------ Data supplied ------

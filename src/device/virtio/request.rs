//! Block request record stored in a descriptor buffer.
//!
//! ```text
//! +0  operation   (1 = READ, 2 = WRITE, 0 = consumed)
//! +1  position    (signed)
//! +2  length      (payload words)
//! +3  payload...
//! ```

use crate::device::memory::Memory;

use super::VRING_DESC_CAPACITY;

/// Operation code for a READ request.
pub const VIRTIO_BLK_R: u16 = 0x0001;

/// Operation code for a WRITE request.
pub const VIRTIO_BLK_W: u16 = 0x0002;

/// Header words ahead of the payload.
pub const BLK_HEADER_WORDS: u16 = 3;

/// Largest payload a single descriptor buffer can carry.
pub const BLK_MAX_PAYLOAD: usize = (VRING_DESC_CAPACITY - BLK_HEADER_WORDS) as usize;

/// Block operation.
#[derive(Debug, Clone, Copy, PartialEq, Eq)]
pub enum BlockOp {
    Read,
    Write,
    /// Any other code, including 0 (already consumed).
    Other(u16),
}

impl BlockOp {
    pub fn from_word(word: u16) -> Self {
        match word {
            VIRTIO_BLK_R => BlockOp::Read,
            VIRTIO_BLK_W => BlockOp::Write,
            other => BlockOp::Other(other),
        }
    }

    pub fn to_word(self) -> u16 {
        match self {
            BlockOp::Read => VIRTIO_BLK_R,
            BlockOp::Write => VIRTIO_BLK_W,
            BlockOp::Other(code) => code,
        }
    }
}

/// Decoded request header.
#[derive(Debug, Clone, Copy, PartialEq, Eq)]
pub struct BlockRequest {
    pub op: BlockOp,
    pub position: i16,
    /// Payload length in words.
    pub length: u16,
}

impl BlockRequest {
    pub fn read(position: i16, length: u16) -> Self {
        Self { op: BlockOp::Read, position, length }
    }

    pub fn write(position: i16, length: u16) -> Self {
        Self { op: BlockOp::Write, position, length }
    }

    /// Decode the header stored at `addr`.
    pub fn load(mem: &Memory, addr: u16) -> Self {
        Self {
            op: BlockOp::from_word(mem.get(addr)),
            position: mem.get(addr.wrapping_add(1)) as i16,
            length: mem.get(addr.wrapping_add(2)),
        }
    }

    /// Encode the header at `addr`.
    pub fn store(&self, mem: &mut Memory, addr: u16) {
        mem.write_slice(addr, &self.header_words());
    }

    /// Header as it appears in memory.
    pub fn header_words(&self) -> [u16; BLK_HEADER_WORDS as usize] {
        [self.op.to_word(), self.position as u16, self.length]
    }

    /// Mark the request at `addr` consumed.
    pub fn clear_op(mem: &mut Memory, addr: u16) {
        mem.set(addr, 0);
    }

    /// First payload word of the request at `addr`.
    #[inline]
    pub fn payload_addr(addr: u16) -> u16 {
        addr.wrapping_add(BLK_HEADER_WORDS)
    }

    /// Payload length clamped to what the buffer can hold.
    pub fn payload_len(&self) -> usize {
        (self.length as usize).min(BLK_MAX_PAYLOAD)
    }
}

------
------ Data supplied ------

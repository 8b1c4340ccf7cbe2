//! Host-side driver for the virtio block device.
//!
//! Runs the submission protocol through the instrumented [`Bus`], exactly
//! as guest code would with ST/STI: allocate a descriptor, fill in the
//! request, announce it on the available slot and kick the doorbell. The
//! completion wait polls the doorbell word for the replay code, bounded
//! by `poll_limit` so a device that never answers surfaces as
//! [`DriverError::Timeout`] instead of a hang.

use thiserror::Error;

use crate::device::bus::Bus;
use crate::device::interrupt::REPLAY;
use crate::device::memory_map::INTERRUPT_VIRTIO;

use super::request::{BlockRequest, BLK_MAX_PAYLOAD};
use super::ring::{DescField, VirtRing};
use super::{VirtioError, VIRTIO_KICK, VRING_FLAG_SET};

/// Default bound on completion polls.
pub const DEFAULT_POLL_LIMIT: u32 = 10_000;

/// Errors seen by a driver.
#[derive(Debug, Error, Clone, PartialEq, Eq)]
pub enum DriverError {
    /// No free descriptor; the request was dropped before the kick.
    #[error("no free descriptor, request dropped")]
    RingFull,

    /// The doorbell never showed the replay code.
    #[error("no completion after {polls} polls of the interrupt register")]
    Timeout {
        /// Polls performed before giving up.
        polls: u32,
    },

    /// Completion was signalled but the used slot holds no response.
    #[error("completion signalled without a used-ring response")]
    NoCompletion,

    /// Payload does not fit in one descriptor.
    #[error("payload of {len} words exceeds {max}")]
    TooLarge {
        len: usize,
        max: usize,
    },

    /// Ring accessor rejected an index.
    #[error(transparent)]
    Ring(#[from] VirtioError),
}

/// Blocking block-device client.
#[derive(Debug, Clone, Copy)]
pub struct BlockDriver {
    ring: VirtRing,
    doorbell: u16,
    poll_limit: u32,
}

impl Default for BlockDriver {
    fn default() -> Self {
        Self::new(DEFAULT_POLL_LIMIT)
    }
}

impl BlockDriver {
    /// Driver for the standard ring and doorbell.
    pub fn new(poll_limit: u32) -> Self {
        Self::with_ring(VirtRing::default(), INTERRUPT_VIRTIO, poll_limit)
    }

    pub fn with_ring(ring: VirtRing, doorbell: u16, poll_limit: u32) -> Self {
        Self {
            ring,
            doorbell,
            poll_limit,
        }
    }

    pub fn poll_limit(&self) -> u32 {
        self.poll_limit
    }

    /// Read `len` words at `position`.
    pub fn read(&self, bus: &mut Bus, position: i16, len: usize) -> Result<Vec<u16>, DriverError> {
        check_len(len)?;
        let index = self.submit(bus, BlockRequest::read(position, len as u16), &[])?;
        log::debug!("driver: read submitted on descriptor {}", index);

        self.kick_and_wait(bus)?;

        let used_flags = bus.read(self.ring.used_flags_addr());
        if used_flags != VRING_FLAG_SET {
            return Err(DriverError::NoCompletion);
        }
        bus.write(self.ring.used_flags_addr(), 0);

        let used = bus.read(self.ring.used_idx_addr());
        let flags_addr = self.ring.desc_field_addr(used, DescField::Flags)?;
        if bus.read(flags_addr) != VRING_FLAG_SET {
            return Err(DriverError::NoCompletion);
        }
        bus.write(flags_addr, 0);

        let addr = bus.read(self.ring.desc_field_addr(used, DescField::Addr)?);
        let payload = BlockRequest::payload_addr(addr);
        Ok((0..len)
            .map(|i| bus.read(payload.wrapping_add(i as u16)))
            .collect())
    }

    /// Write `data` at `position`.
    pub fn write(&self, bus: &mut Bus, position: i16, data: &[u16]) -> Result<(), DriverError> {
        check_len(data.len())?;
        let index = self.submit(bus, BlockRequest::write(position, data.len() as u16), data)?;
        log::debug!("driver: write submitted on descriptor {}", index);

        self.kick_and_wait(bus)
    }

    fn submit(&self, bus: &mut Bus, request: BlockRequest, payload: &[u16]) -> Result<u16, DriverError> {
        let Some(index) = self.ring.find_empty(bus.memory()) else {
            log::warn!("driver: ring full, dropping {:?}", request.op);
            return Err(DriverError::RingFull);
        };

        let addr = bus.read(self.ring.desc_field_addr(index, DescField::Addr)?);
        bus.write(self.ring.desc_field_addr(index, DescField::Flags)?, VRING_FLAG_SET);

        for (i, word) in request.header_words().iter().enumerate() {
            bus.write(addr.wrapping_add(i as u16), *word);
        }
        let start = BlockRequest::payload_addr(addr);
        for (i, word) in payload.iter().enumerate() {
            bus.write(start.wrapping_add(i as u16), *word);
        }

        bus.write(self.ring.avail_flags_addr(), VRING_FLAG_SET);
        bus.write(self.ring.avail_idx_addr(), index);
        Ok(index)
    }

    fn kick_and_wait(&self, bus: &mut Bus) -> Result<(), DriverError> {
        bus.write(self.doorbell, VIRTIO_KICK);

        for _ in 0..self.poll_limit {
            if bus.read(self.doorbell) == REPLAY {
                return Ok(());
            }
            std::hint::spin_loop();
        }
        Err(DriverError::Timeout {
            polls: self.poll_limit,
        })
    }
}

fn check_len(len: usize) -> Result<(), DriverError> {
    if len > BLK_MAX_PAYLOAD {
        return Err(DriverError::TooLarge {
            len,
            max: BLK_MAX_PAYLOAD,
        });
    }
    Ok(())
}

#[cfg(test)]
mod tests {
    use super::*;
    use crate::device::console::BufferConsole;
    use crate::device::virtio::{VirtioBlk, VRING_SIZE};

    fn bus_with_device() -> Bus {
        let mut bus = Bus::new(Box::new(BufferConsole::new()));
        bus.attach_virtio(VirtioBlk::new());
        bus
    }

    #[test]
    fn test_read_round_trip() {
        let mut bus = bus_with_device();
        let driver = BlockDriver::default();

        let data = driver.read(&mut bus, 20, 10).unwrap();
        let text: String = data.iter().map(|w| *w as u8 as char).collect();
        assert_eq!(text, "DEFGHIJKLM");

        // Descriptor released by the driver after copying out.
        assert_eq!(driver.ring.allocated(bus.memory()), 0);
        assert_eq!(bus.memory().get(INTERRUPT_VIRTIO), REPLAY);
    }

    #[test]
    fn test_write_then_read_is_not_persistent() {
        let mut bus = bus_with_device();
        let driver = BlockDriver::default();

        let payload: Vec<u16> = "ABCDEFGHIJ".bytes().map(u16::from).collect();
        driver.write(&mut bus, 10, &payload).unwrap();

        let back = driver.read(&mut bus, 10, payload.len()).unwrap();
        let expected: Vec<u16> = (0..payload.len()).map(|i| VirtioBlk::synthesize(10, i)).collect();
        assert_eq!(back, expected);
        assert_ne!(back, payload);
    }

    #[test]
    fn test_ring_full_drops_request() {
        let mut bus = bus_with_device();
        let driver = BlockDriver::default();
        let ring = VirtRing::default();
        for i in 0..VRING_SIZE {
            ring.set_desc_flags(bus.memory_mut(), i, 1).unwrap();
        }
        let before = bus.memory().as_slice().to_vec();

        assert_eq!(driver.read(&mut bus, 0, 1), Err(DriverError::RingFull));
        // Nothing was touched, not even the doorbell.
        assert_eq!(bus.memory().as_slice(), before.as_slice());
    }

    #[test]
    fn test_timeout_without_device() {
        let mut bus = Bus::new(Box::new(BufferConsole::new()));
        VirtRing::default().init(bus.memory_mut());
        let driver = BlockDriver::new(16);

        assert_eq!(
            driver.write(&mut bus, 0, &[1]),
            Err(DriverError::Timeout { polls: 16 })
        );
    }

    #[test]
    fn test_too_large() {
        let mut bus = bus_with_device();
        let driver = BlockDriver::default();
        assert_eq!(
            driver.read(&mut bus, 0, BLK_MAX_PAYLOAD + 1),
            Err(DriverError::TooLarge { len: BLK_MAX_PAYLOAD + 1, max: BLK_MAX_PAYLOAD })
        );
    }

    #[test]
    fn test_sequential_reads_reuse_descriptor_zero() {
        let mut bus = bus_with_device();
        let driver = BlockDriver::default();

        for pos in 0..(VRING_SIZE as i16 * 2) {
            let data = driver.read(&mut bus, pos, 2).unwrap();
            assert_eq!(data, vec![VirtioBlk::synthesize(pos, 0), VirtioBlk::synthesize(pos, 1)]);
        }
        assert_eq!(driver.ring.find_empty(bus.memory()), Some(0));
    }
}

------

Aim of the exercise:
Among the records above, extract exactly the lines from the line with "filename src/device/virtio/request.rs" to the line with "use crate::device::memory::Memory;", both lines included, and leave out the rest.

Answer box:
filename src/device/virtio/request.rs
//! Block request record stored in a descriptor buffer.
//!
//! ```text
//! +0  operation   (1 = READ, 2 = WRITE, 0 = consumed)
//! +1  position    (signed)
//! +2  length      (payload words)
//! +3  payload...
//! ```

use crate::device::memory::Memory;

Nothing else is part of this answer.